— Exercise directions —
Write how many lines in the records below include the string "CobwebSegment". No other text should be given.

◇ ◇ ◇ ◇ ◇

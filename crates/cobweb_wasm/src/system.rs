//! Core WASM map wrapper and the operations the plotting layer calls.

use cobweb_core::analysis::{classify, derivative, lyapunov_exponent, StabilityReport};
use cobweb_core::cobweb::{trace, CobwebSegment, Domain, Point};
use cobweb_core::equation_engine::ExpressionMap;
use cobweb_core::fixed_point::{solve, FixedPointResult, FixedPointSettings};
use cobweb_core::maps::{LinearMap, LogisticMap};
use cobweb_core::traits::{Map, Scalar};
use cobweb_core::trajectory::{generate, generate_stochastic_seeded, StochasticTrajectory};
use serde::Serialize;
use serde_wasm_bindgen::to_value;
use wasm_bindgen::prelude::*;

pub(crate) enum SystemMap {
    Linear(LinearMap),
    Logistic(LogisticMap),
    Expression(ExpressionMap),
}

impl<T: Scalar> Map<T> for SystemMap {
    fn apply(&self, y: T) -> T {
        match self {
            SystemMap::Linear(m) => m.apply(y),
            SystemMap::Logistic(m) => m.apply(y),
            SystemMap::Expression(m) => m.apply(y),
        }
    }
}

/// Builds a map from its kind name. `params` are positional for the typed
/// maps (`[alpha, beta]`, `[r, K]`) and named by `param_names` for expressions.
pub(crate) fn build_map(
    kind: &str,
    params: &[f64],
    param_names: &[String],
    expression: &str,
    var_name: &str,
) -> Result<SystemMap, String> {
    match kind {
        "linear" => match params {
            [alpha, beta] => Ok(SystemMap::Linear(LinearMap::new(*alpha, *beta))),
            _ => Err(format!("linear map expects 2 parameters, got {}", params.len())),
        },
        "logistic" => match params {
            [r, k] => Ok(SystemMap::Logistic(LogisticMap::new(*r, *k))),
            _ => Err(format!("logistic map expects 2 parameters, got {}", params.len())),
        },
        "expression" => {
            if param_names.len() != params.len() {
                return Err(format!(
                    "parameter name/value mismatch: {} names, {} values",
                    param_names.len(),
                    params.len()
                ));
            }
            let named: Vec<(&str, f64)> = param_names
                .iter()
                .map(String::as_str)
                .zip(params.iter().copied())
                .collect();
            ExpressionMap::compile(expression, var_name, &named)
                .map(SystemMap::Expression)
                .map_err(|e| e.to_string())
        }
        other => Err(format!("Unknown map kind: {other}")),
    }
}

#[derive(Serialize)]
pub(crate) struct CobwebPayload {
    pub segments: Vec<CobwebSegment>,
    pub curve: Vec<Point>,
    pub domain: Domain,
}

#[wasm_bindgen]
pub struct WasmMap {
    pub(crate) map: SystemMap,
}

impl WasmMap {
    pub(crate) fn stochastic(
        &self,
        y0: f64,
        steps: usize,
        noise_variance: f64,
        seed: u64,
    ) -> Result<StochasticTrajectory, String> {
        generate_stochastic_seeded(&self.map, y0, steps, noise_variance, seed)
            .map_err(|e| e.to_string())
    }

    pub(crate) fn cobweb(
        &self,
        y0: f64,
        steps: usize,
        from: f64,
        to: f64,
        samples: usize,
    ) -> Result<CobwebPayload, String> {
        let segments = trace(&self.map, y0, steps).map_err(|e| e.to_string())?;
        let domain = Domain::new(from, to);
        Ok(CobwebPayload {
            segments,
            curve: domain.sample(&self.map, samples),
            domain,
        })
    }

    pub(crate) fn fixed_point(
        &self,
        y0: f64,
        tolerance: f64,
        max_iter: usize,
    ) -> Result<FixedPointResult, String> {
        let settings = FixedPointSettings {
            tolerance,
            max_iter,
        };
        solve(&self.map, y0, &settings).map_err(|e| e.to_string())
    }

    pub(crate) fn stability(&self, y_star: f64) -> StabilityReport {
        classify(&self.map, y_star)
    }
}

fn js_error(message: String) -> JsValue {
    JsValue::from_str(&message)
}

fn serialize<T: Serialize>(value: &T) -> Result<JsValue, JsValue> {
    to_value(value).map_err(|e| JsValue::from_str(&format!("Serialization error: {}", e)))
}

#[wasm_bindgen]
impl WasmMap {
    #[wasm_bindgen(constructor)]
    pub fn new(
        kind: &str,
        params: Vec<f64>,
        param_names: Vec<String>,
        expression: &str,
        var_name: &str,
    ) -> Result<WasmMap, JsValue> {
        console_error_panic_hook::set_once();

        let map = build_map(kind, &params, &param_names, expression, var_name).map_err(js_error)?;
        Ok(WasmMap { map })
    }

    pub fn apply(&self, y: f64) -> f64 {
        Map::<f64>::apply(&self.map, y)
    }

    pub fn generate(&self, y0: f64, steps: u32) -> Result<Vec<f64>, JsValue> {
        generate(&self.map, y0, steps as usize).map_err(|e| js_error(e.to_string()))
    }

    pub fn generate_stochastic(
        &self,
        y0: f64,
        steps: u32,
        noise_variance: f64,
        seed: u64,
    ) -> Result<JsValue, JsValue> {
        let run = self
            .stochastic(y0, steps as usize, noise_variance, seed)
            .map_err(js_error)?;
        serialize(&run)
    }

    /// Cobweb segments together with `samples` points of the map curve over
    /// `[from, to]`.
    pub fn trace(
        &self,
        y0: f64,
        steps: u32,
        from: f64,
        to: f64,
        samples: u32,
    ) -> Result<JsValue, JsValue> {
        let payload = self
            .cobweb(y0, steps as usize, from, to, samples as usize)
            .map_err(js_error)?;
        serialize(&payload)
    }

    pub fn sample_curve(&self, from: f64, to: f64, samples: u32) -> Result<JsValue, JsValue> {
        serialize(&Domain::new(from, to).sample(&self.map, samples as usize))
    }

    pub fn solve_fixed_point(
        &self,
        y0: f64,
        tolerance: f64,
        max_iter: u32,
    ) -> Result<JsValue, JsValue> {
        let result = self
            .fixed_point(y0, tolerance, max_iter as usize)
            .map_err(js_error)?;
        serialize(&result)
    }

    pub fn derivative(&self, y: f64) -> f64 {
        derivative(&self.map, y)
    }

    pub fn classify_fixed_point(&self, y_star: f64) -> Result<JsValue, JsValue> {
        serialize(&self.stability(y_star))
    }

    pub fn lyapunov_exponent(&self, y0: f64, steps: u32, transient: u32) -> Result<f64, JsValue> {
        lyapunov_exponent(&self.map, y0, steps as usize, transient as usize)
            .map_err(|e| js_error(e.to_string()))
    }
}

◇ ◇ ◇ ◇ ◇

— Result for this exercise —
2